Shona Patel grew up on a tea estate in Assam. As a planter’s daughter, all her early memories are of a childhood surrounded by tea gardens and of course, lots of Assam tea. Now living in the US, she brings in some vivid memories of Assam in her first novel, Teatime for the Firefly, a poignant love story set in a remote tea estate in Assam during colonial rule. The novel is an interesting introduction to life in a tea garden in a different era. It uses the backdrop of British plantation life, the change in ownership of the plantations around the area and labour tensions. The lush setting drawn from her own experience in estates and her strength as a storyteller make it a beautifully paced but unputdownable book. Her second novel, Flame Tree Road, a prequel to the first one is due for release. Shona is a strong proponent of Assam tea and here, she talks about tea, her childhood and what made her abandon a movie project to pen fiction instead.

How did Teatime for the Firefly come about? Was it a novel you had long wanted to write?

I spent two years gathering research for this project. Through my tea connections I was able to contact several retired British tea planters of Assam, now in their eighties and nineties who are scattered around the world. We would chat regularly on Skype and they very generously shared with me their photographs and stories. I also read as many books and articles I could find on the subject. Initially my plan was to make a documentary film but that turned out to be complicated and expensive, so I decided write a novel instead.

The Aynakhal tea plantation I write about in Teatime for the Firefly is fictional. I deliberately chose not to visit the real place as I wanted to preserve a certain dreamlike image I had conjured up in my mind.

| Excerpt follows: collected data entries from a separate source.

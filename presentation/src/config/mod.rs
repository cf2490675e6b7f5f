//! Presentation-level configuration
//!
//! Configuration for REPL behavior.

use std::path::PathBuf;

/// REPL configuration for the presentation layer
#[derive(Debug, Clone, Default)]
pub struct ReplConfig {
    /// Path to history file; input history stays in memory when unset
    pub history_file: Option<PathBuf>,
}
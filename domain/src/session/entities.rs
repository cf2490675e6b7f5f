//! Session domain entities

use serde::{Deserialize, Serialize};

/// Role of a message in a conversation
#[derive(Debug, Clone, Copy, PartialEq, Eq, Serialize, Deserialize)]
#[serde(rename_all = "lowercase")]
pub enum Role {
    System,
    User,
    Assistant,
}

impl Role {
    pub fn as_str(&self) -> &'static str {
        match self {
            Role::System => "system",
            Role::User => "user",
            Role::Assistant => "assistant",
        }
    }
}

impl std::fmt::Display for Role {
    fn fmt(&self, f: &mut std::fmt::Formatter<'_>) -> std::fmt::Result {
        f.write_str(self.as_str())
    }
}

/// A message in a conversation (Entity)
#[derive(Debug, Clone, PartialEq, Eq, Serialize, Deserialize)]
pub struct Message {
    pub role: Role,
    pub content: String,
}

impl Message {
    pub fn system(content: impl Into<String>) -> Self {
        Self {
            role: Role::System,
            content: content.into(),
        }
    }

    pub fn user(content: impl Into<String>) -> Self {
        Self {
            role: Role::User,
            content: content.into(),
        }
    }

    pub fn assistant(content: impl Into<String>) -> Self {
        Self {
            role: Role::Assistant,
            content: content.into(),
        }
    }
}
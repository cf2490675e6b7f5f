//! Run Prompt use case.
//!
//! Drives one round of model interaction in either response mode:
//!
//! - **Direct**: one-shot `generate` with the direct system instruction, strict
//!   parse of the whole response, then dispatch.
//! - **Conversational**: streamed `chat` over the history plus the new user
//!   turn, each chunk forwarded to the [`ChatOutput`] as it arrives, then an
//!   embedded-mode scan of the accumulated text and an optional dispatch.
//!
//! In conversational mode a tool result is shown to the user but is not fed
//! back into the model within the same round.

use crate::ports::llm_gateway::{GatewayError, LlmGateway};
use crate::ports::output::ChatOutput;
use crate::ports::tool_executor::ToolExecutorPort;
use futures::TryStreamExt;
use std::sync::Arc;
use thiserror::Error;
use toolcall_domain::util::preview;
use toolcall_domain::{
    CallDescriptor, Conversation, EmbeddedStrategy, ExtractError, Message, Model, PromptTemplate,
    ToolError, extract_embedded, parse_strict,
};
use tracing::{debug, info, warn};

/// Errors that end a single round.
#[derive(Error, Debug, Clone, PartialEq)]
pub enum PromptError {
    #[error("Model error: {0}")]
    Gateway(#[from] GatewayError),

    #[error("Could not parse model response: {0}")]
    Parse(#[from] ExtractError),

    #[error("Tool {name} failed: {source}")]
    Tool { name: String, source: ToolError },
}

impl PromptError {
    /// Only an unreachable model runtime ends the process.
    pub fn is_fatal(&self) -> bool {
        matches!(self, PromptError::Gateway(GatewayError::Connection(_)))
    }
}

/// A dispatched call and what it produced.
#[derive(Debug, Clone, PartialEq)]
pub struct ToolInvocation {
    pub call: CallDescriptor,
    pub result: Result<String, ToolError>,
}

/// Outcome of a conversational round.
#[derive(Debug, Clone, PartialEq)]
pub struct ConversationReply {
    /// Full accumulated response text
    pub response: String,
    /// Present when the response carried a call
    pub invocation: Option<ToolInvocation>,
}

/// Use case for running one prompt round.
#[derive(Clone)]
pub struct RunPromptUseCase {
    gateway: Arc<dyn LlmGateway>,
    tools: Arc<dyn ToolExecutorPort>,
}

impl RunPromptUseCase {
    pub fn new(gateway: Arc<dyn LlmGateway>, tools: Arc<dyn ToolExecutorPort>) -> Self {
        Self { gateway, tools }
    }

    pub fn tools(&self) -> &Arc<dyn ToolExecutorPort> {
        &self.tools
    }

    /// System instruction for conversational mode with the current manifest.
    pub fn conversational_system(&self) -> String {
        PromptTemplate::conversational_system(&self.tools.manifest())
    }

    /// Run a direct-mode round and return the tool's result.
    ///
    /// A parse failure aborts the round without invoking any tool.
    pub async fn execute_direct(
        &self,
        model: &Model,
        prompt: &str,
        output: &dyn ChatOutput,
    ) -> Result<String, PromptError> {
        info!("Direct request to {}: {}", model, preview(prompt, 100));

        let system = PromptTemplate::direct_system(&self.tools.manifest());
        let response = self.gateway.generate(model, &system, prompt).await?;
        debug!("Direct response: {}", preview(&response, 200));

        let call = parse_strict(&response).inspect_err(|e| warn!("Strict parse failed: {}", e))?;

        self.dispatch(&call, output)
            .await
            .map_err(|source| PromptError::Tool {
                name: call.function_name.clone(),
                source,
            })
    }

    /// Run a conversational round.
    ///
    /// `history` is sent in order. When it carries no system turn, the
    /// conversational system instruction is sent ahead of it so every round
    /// sees the tool manifest. The caller owns committing turns.
    pub async fn execute_conversational(
        &self,
        model: &Model,
        history: &Conversation,
        input: &str,
        strategy: EmbeddedStrategy,
        output: &dyn ChatOutput,
    ) -> Result<ConversationReply, PromptError> {
        let mut messages = Vec::with_capacity(history.len() + 2);
        if history.system().is_none() {
            messages.push(Message::system(self.conversational_system()));
        }
        messages.extend(history.messages());
        messages.push(Message::user(input));

        info!(
            "Chat request to {} ({} messages): {}",
            model,
            messages.len(),
            preview(input, 100)
        );

        let stream = self.gateway.chat(model, &messages).await?;

        // Sequential fold: display each chunk, then accumulate it.
        // The first stream error ends consumption.
        let response = stream
            .try_fold(String::new(), |mut text, chunk| async move {
                output.on_chunk(&chunk);
                text.push_str(&chunk);
                Ok::<_, GatewayError>(text)
            })
            .await;
        output.on_stream_end();
        let response = response?;

        let invocation = match extract_embedded(&response, strategy) {
            Some(call) => {
                let result = self.dispatch(&call, output).await;
                Some(ToolInvocation { call, result })
            }
            None => {
                debug!("No call present in response");
                None
            }
        };

        Ok(ConversationReply {
            response,
            invocation,
        })
    }

    /// Dispatch a call and report it to `output`.
    pub async fn dispatch(
        &self,
        call: &CallDescriptor,
        output: &dyn ChatOutput,
    ) -> Result<String, ToolError> {
        info!(
            "Dispatching {} with {} parameters",
            call.function_name,
            call.parameters.len()
        );
        output.on_tool_call(call);

        let result = self
            .tools
            .execute(&call.function_name, &call.parameters)
            .await;

        match &result {
            Ok(text) => output.on_tool_result(&call.function_name, text),
            Err(e) => {
                warn!("Tool {} failed: {}", call.function_name, e);
                output.on_tool_error(&call.function_name, e);
            }
        }

        result
    }
}
//! Model runtime configuration from TOML (`[model]` section)

use crate::ollama::DEFAULT_HOST;
use serde::{Deserialize, Serialize};
use std::time::Duration;
use toolcall_domain::Model;

/// Raw model configuration from TOML
#[derive(Debug, Clone, PartialEq, Serialize, Deserialize)]
#[serde(default)]
pub struct FileModelConfig {
    /// Model name as understood by the runtime
    pub name: String,
    /// Base URL of the Ollama server
    pub host: String,
    /// Overall request timeout in seconds (none by default)
    pub timeout_seconds: Option<u64>,
}

impl Default for FileModelConfig {
    fn default() -> Self {
        Self {
            name: Model::default().to_string(),
            host: DEFAULT_HOST.to_string(),
            timeout_seconds: None,
        }
    }
}

impl FileModelConfig {
    pub fn model(&self) -> Model {
        Model::from(self.name.as_str())
    }

    pub fn timeout(&self) -> Option<Duration> {
        self.timeout_seconds.map(Duration::from_secs)
    }
}
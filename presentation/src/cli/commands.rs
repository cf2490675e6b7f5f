//! CLI command definitions

use clap::Parser;
use std::path::PathBuf;

/// CLI arguments for ollama-toolcall
#[derive(Parser, Debug)]
#[command(name = "ollama-toolcall")]
#[command(author, version, about = "Tool calling for local Ollama models")]
#[command(long_about = r#"
Ollama Toolcall lets a local model call tools (weather, reverse geocoding,
web search) by emitting a JSON call descriptor.

Two modes:
1. One-shot: the prompt is answered with exactly one tool call
2. Chat (--chat): streamed conversation; the model may embed a call
   between <<<FUNCTION_CALL>>> and <<<END_FUNCTION_CALL>>>

Configuration files are loaded from (in priority order):
1. TOOLCALL_* environment variables
2. --config <path>     Explicit config file
3. ./toolcall.toml     Project-level config
4. ~/.config/ollama-toolcall/config.toml   Global config

Example:
  ollama-toolcall "What is the weather in London?"
  ollama-toolcall -m qwen2.5 --mock "What city is at 48.85, 2.35?"
  ollama-toolcall --chat
"#)]
pub struct Cli {
    /// The prompt to answer with a single tool call (not required in chat mode)
    pub prompt: Option<String>,

    /// Model to use (overrides the configured model)
    #[arg(short, long, value_name = "MODEL")]
    pub model: Option<String>,

    /// Verbosity level (-v = info, -vv = debug, -vvv = trace)
    #[arg(short, long, action = clap::ArgAction::Count)]
    pub verbose: u8,

    /// List the available tools and exit
    #[arg(long)]
    pub list_tools: bool,

    /// Use canned API responses instead of live services
    #[arg(long)]
    pub mock: bool,

    /// Start interactive chat mode
    #[arg(short, long)]
    pub chat: bool,

    /// Path to configuration file
    #[arg(long, value_name = "PATH")]
    pub config: Option<PathBuf>,

    /// Disable loading of configuration files
    #[arg(long)]
    pub no_config: bool,

    /// Show configuration file locations and exit
    #[arg(long)]
    pub show_config: bool,
}

#[cfg(test)]
mod tests {
    use super::*;
    use clap::CommandFactory;

    #[test]
    fn test_cli_definition_is_valid() {
        Cli::command().debug_assert();
    }

    #[test]
    fn test_one_shot_prompt() {
        let cli = Cli::parse_from([
            "ollama-toolcall",
            "-m",
            "qwen2.5",
            "-vv",
            "--mock",
            "What is the weather in London?",
        ]);

        assert_eq!(cli.prompt.as_deref(), Some("What is the weather in London?"));
        assert_eq!(cli.model.as_deref(), Some("qwen2.5"));
        assert_eq!(cli.verbose, 2);
        assert!(cli.mock);
        assert!(!cli.chat);
    }

    #[test]
    fn test_chat_without_prompt() {
        let cli = Cli::parse_from(["ollama-toolcall", "--chat", "--no-config"]);
        assert!(cli.chat);
        assert!(cli.no_config);
        assert!(cli.prompt.is_none());
    }

    #[test]
    fn test_config_flags() {
        let cli = Cli::parse_from([
            "ollama-toolcall",
            "--config",
            "custom.toml",
            "--show-config",
            "--list-tools",
        ]);
        assert_eq!(cli.config, Some(PathBuf::from("custom.toml")));
        assert!(cli.show_config);
        assert!(cli.list_tools);
    }
}
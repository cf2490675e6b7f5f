//! Raw TOML configuration data types
//!
//! These structs represent the exact structure of the TOML config file.
//! They are deserialized directly and use domain types where appropriate.

mod api;
mod model;
mod output;
mod repl;
mod session;

pub use api::FileApiConfig;
pub use model::FileModelConfig;
pub use output::FileOutputConfig;
pub use repl::FileReplConfig;
pub use session::FileSessionConfig;

use serde::{Deserialize, Serialize};
use thiserror::Error;

/// Configuration validation errors
#[derive(Debug, Error, PartialEq, Eq)]
pub enum ConfigValidationError {
    #[error("model.timeout_seconds cannot be 0")]
    InvalidTimeout,

    #[error("model.name cannot be empty")]
    EmptyModelName,

    #[error("model.host cannot be empty")]
    EmptyHost,
}

/// Complete file configuration (raw TOML structure)
#[derive(Debug, Clone, Default, PartialEq, Serialize, Deserialize)]
#[serde(default)]
pub struct FileConfig {
    /// Model runtime settings
    pub model: FileModelConfig,
    /// Interactive session behavior
    pub session: FileSessionConfig,
    /// External API endpoints
    pub api: FileApiConfig,
    /// REPL settings
    pub repl: FileReplConfig,
    /// Output settings
    pub output: FileOutputConfig,
}

impl FileConfig {
    /// Validate the configuration, returning the first problem found.
    pub fn validate(&self) -> Result<(), ConfigValidationError> {
        if self.model.name.trim().is_empty() {
            return Err(ConfigValidationError::EmptyModelName);
        }
        if self.model.host.trim().is_empty() {
            return Err(ConfigValidationError::EmptyHost);
        }
        if self.model.timeout_seconds == Some(0) {
            return Err(ConfigValidationError::InvalidTimeout);
        }
        Ok(())
    }
}

#[cfg(test)]
mod tests {
    use super::*;
    use toolcall_domain::{EmbeddedStrategy, Model, ToolResultPolicy};

    #[test]
    fn test_deserialize_full_config() {
        let toml_str = r#"
[model]
name = "qwen2.5"
host = "http://gpu-box:11434"
timeout_seconds = 120

[session]
tool_results = "retain"
keep_system_turn = false
brace_fallback = true

[api]
search_url = "http://localhost:8080/search"

[repl]
history_file = "~/.toolcall_history"

[output]
color = false
"#;

        let config: FileConfig = toml::from_str(toml_str).unwrap();
        assert_eq!(config.model.model(), Model::Qwen25);
        assert_eq!(config.model.host, "http://gpu-box:11434");
        assert_eq!(config.model.timeout().unwrap().as_secs(), 120);
        assert_eq!(config.session.tool_results, ToolResultPolicy::Retain);
        assert!(!config.session.keep_system_turn);
        assert_eq!(
            config.session.embedded_strategy(),
            EmbeddedStrategy::DelimitedThenBraces
        );
        assert_eq!(config.api.search_url, "http://localhost:8080/search");
        assert_eq!(config.api.weather_url, FileApiConfig::default().weather_url);
        assert_eq!(config.repl.history_file.as_deref(), Some("~/.toolcall_history"));
        assert!(!config.output.color);
    }

    #[test]
    fn test_deserialize_partial_config() {
        let config: FileConfig = toml::from_str("[model]\nname = \"mistral\"\n").unwrap();
        assert_eq!(config.model.model(), Model::Mistral);
        // Defaults should apply
        assert_eq!(config.model.host, "http://localhost:11434");
        assert_eq!(config.session, FileSessionConfig::default());
    }

    #[test]
    fn test_default_config() {
        let config = FileConfig::default();
        assert_eq!(config.model.name, "llama3.2");
        assert_eq!(config.session.tool_results, ToolResultPolicy::Display);
        assert!(config.session.keep_system_turn);
        assert_eq!(config.session.embedded_strategy(), EmbeddedStrategy::Delimited);
        assert!(config.output.color);
        assert!(config.repl.history_file.is_none());
        assert!(config.validate().is_ok());
    }

    #[test]
    fn test_unknown_tool_result_policy_is_rejected() {
        let result: Result<FileConfig, _> = toml::from_str("[session]\ntool_results = \"forget\"\n");
        assert!(result.is_err());
    }

    #[test]
    fn test_validate() {
        let mut config = FileConfig::default();
        config.model.timeout_seconds = Some(0);
        assert_eq!(config.validate(), Err(ConfigValidationError::InvalidTimeout));

        let mut config = FileConfig::default();
        config.model.name = "  ".into();
        assert_eq!(config.validate(), Err(ConfigValidationError::EmptyModelName));
    }
}
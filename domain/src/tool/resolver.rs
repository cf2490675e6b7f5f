//! Parameter resolution
//!
//! Values are always strings; numeric interpretation belongs to the tool that
//! consumes the resolved value.

use super::entities::CallParameter;
use super::value_objects::ToolError;

/// Return the value of the first parameter named exactly `name`.
///
/// Matching is case-sensitive. Fails with `MISSING_PARAMETER` when absent.
pub fn resolve_parameter<'a>(
    name: &str,
    parameters: &'a [CallParameter],
) -> Result<&'a str, ToolError> {
    parameters
        .iter()
        .find(|p| p.parameter_name == name)
        .map(|p| p.parameter_value.as_str())
        .ok_or_else(|| ToolError::missing_parameter(name))
}

#[cfg(test)]
mod tests {
    use super::*;
    use crate::tool::value_objects::ToolErrorCode;

    fn params(pairs: &[(&str, &str)]) -> Vec<CallParameter> {
        pairs.iter().map(|(k, v)| CallParameter::new(*k, *v)).collect()
    }

    #[test]
    fn resolves_present_parameter() {
        let list = params(&[("latitude", "51.5"), ("longitude", "-0.12")]);
        assert_eq!(resolve_parameter("longitude", &list).unwrap(), "-0.12");
    }

    #[test]
    fn first_match_wins() {
        let list = params(&[("location", "Paris"), ("location", "Rome")]);
        assert_eq!(resolve_parameter("location", &list).unwrap(), "Paris");
    }

    #[test]
    fn missing_parameter_is_reported() {
        let list = params(&[("city", "Paris")]);
        let err = resolve_parameter("location", &list).unwrap_err();
        assert_eq!(err.code, ToolErrorCode::MissingParameter);
        assert!(err.message.contains("location"));
    }

    #[test]
    fn match_is_case_sensitive() {
        let list = params(&[("Location", "Paris")]);
        assert!(resolve_parameter("location", &list).is_err());
    }

    #[test]
    fn empty_list_is_missing() {
        assert!(resolve_parameter("query", &[]).is_err());
    }

    #[test]
    fn empty_value_is_still_present() {
        let list = params(&[("query", "")]);
        assert_eq!(resolve_parameter("query", &list).unwrap(), "");
    }
}
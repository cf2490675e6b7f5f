//! Prompt domain
//!
//! System instructions for each response mode. Both embed the serialized tool
//! manifest so the model sees the exact descriptor set the registry dispatches.

mod template;

pub use template::PromptTemplate;
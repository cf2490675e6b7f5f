//! Ordered conversation history for one interactive session.

use super::entities::{Message, Role};

/// Conversation history (Entity)
///
/// Optionally anchored by a system turn that survives [`Conversation::clear`].
/// Never persisted; dropped with the session.
#[derive(Debug, Clone, Default)]
pub struct Conversation {
    system: Option<Message>,
    turns: Vec<Message>,
}

impl Conversation {
    /// Empty history with no system turn.
    pub fn new() -> Self {
        Self::default()
    }

    /// History seeded with a system turn that is kept across clears.
    pub fn with_system(content: impl Into<String>) -> Self {
        Self {
            system: Some(Message::system(content)),
            turns: Vec::new(),
        }
    }

    pub fn system(&self) -> Option<&Message> {
        self.system.as_ref()
    }

    /// All messages in order, system turn first.
    pub fn messages(&self) -> Vec<Message> {
        self.system
            .iter()
            .chain(self.turns.iter())
            .cloned()
            .collect()
    }

    /// Number of messages including the system turn.
    pub fn len(&self) -> usize {
        self.turns.len() + usize::from(self.system.is_some())
    }

    pub fn is_empty(&self) -> bool {
        self.len() == 0
    }

    /// True when nothing but the (optional) system turn is present.
    pub fn has_no_exchanges(&self) -> bool {
        self.turns.is_empty()
    }

    pub fn push(&mut self, message: Message) {
        self.turns.push(message);
    }

    pub fn push_user(&mut self, content: impl Into<String>) {
        self.push(Message::user(content));
    }

    pub fn push_assistant(&mut self, content: impl Into<String>) {
        self.push(Message::assistant(content));
    }

    /// Reset to just the system turn (or to empty if there is none).
    pub fn clear(&mut self) {
        self.turns.clear();
    }

    pub fn last(&self) -> Option<&Message> {
        self.turns.last().or(self.system.as_ref())
    }

    pub fn count_role(&self, role: Role) -> usize {
        self.messages().iter().filter(|m| m.role == role).count()
    }
}
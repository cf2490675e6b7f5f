//! Chat output port
//!
//! Receives everything a prompt round or session produces for the user.
//! Implementations live in the presentation layer.

use toolcall_domain::{CallDescriptor, ToolDescriptor, ToolError};

/// Sink for streamed text and tool activity
pub trait ChatOutput: Send + Sync {
    /// Called for each chunk as it arrives from the model.
    fn on_chunk(&self, _chunk: &str) {}

    /// Called once the stream is exhausted.
    fn on_stream_end(&self) {}

    /// Called before a tool is dispatched.
    fn on_tool_call(&self, _call: &CallDescriptor) {}

    /// Called with a tool's formatted result.
    fn on_tool_result(&self, _name: &str, _result: &str) {}

    /// Called when a tool fails.
    fn on_tool_error(&self, _name: &str, _error: &ToolError) {}

    /// Explicit `/tool` invocation lacked required parameters.
    fn on_missing_parameters(&self, _name: &str, _missing: &[String]) {}

    /// Called with the tool list (`/tools`).
    fn on_tools(&self, _tools: &[&ToolDescriptor]) {}

    /// Called when a round fails but the session continues.
    fn on_error(&self, _message: &str) {}

    /// Informational line (help text, model changes, cleared history).
    fn info(&self, _message: &str) {}
}

/// No-op output for when nothing should be displayed
pub struct NoOutput;

impl ChatOutput for NoOutput {}
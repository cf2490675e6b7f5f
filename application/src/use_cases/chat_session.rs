//! Interactive chat session.
//!
//! [`ChatSession`] is the session state machine. Each input line is classified
//! and handled to completion before the next one is read:
//!
//! ```text
//! awaiting-input ─▶ classifying ─┬─▶ command        ─┐
//!                                ├─▶ explicit /tool ─┼─▶ awaiting-input
//!                                └─▶ freeform       ─┘
//!                  exit / quit ─▶ ended
//! ```
//!
//! The session owns its history and its [`SessionConfig`]. `/model` mutates
//! only the session's own config, which is passed into every request.

use crate::ports::output::ChatOutput;
use crate::use_cases::run_prompt::{PromptError, RunPromptUseCase};
use std::sync::Arc;
use thiserror::Error;
use toolcall_domain::{
    CallDescriptor, Conversation, EmbeddedStrategy, InputKind, Message, Model,
    RequiredParameterValidator, SessionCommand, ToolError, ToolResultPolicy, ToolValidator,
    classify_input,
};
use tracing::{debug, info};

pub const HELP_TEXT: &str = r#"Commands:
  /help                          Show this help
  /tools                         List available tools
  /clear                         Clear conversation history
  /model [name]                  Show or switch the active model
  /tool <Name> key="value" ...   Run a tool directly, without the model
  exit, quit, /exit, /quit       End the session

Anything else is sent to the model."#;

/// Session-scoped settings
#[derive(Debug, Clone, PartialEq)]
pub struct SessionConfig {
    /// Active model, changed by `/model <name>`
    pub model: Model,
    /// Whether conversational tool results are added to history
    pub tool_results: ToolResultPolicy,
    /// Keep the conversational system instruction as a permanent first turn.
    /// When false the instruction is not stored in history but is still sent
    /// ahead of it on every conversational round.
    pub keep_system_turn: bool,
    pub embedded_strategy: EmbeddedStrategy,
}

impl Default for SessionConfig {
    fn default() -> Self {
        Self {
            model: Model::default(),
            tool_results: ToolResultPolicy::default(),
            keep_system_turn: true,
            embedded_strategy: EmbeddedStrategy::default(),
        }
    }
}

/// Failures that end the session.
#[derive(Error, Debug)]
pub enum SessionError {
    #[error("{0}")]
    Fatal(PromptError),
}

/// What the caller should do after a line was handled
#[derive(Debug, Clone, Copy, PartialEq, Eq)]
pub enum SessionStep {
    Continue,
    Ended,
}

/// Interactive session state machine
pub struct ChatSession {
    prompt: RunPromptUseCase,
    config: SessionConfig,
    history: Conversation,
    output: Arc<dyn ChatOutput>,
    ended: bool,
}

impl ChatSession {
    pub fn new(prompt: RunPromptUseCase, config: SessionConfig, output: Arc<dyn ChatOutput>) -> Self {
        let history = Self::fresh_history(&prompt, &config);
        Self {
            prompt,
            config,
            history,
            output,
            ended: false,
        }
    }

    fn fresh_history(prompt: &RunPromptUseCase, config: &SessionConfig) -> Conversation {
        if config.keep_system_turn {
            Conversation::with_system(prompt.conversational_system())
        } else {
            Conversation::new()
        }
    }

    pub fn history(&self) -> &Conversation {
        &self.history
    }

    pub fn config(&self) -> &SessionConfig {
        &self.config
    }

    pub fn model(&self) -> &Model {
        &self.config.model
    }

    pub fn is_ended(&self) -> bool {
        self.ended
    }

    /// Registered tool names in registration order
    pub fn tool_names(&self) -> Vec<String> {
        self.prompt
            .tools()
            .descriptors()
            .iter()
            .map(|d| d.name.clone())
            .collect()
    }

    /// Handle one input line to completion.
    ///
    /// Only a fatal failure is returned as `Err`; everything else is reported
    /// through the output and the session continues.
    pub async fn handle_line(&mut self, line: &str) -> Result<SessionStep, SessionError> {
        if self.ended {
            return Ok(SessionStep::Ended);
        }

        match classify_input(line) {
            InputKind::Blank => {}
            InputKind::Invalid(e) => self.output.on_error(&e.to_string()),
            InputKind::Command(SessionCommand::Exit) => {
                info!("Session ended by user");
                self.ended = true;
                return Ok(SessionStep::Ended);
            }
            InputKind::Command(SessionCommand::Tool(call)) => self.run_explicit_tool(line, call).await,
            InputKind::Command(command) => self.handle_command(command),
            InputKind::Prompt(text) => self.run_freeform(&text).await?,
        }

        Ok(SessionStep::Continue)
    }

    fn handle_command(&mut self, command: SessionCommand) {
        match command {
            SessionCommand::Help => self.output.info(HELP_TEXT),
            SessionCommand::Tools => self.output.on_tools(&self.prompt.tools().descriptors()),
            SessionCommand::Clear => {
                self.history.clear();
                debug!("History cleared, {} messages remain", self.history.len());
                self.output.info("Conversation history cleared.");
            }
            SessionCommand::Model(None) => {
                self.output
                    .info(&format!("Current model: {}", self.config.model));
            }
            SessionCommand::Model(Some(name)) => {
                self.config.model = Model::from(name.as_str());
                info!("Model switched to {}", self.config.model);
                self.output
                    .info(&format!("Model set to: {}", self.config.model));
            }
            SessionCommand::Unknown(cmd) => {
                self.output
                    .on_error(&format!("Unknown command: {} (type /help)", cmd));
            }
            SessionCommand::Tool(_) | SessionCommand::Exit => {}
        }
    }

    /// `/tool`: validate against the descriptor, then dispatch without the model.
    async fn run_explicit_tool(&mut self, raw: &str, call: CallDescriptor) {
        let tools = self.prompt.tools().clone();
        let Some(descriptor) = tools.descriptor(&call.function_name) else {
            let err = ToolError::unknown_function(&call.function_name);
            self.output.on_tool_error(&call.function_name, &err);
            return;
        };

        if let Err(missing) = RequiredParameterValidator.validate(&call, descriptor) {
            debug!(
                "Explicit call to {} missing {:?}",
                call.function_name, missing
            );
            self.output
                .on_missing_parameters(&call.function_name, &missing);
            return;
        }

        if let Ok(result) = self.prompt.dispatch(&call, self.output.as_ref()).await {
            self.history.push_user(raw.trim());
            self.history.push_assistant(result);
        }
    }

    /// Freeform prompt: one conversational round, committed only on success.
    async fn run_freeform(&mut self, text: &str) -> Result<(), SessionError> {
        let reply = match self
            .prompt
            .execute_conversational(
                &self.config.model,
                &self.history,
                text,
                self.config.embedded_strategy,
                self.output.as_ref(),
            )
            .await
        {
            Ok(reply) => reply,
            Err(e) if e.is_fatal() => return Err(SessionError::Fatal(e)),
            Err(e) => {
                self.output.on_error(&e.to_string());
                return Ok(());
            }
        };

        self.history.push_user(text);
        self.history.push_assistant(reply.response);

        if self.config.tool_results.retains()
            && let Some(invocation) = reply.invocation
            && let Ok(result) = invocation.result
        {
            self.history.push(Message::system(format!(
                "Tool {} returned: {}",
                invocation.call.function_name, result
            )));
        }

        Ok(())
    }
}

Why did you pick fiction as a means of writing about life at a tea garden in Assam?

Writing fiction is very liberating and crafting a good story challenges my imagination and acumen as a writer. Besides, I dont think I have the diligence and patience to write non-fiction. You have to be very meticulous: every detail has to be verified and cross-checked for accuracy, the sources quoted etc. That itself would bore me to tears!

How do you write? And is a cup of tea a part of your process?

Writing is a very messy organic process for me. I tend to mull over a story idea for a long time and gather tons of research before I begin to write. This mulling period (which can vary between two to four months) is important. Once I get a clear idea for a story I hit the ground running and try to crank a rough draft without interruption. The first draft is usually awful but at least I have something concrete to build upon. After that its all editing and revision.

I try to write as much as I can during the morning hours and I probably wouldnt be able to crank out a single line without my trusty pot of Assam tea. I drink several cups of ultra-strong Assam (CTC) tea to keep me sparkling!

Your new novel, Flame Tree Road is a prequel to Teatime for the Firefly, why did you decide to do the prequel later?

It was not quite planned that way the prequel just happened. I had already written Teatime for the Firefly and was tossing around ideas for the second book when I began to receive several emails from readers saying how much they loved the character of the grandfather (Dadamoshai/Biren Roy) in Teatime and they wanted to know more about him. That is how Flame Tree Road came about. It is the grandfathers story.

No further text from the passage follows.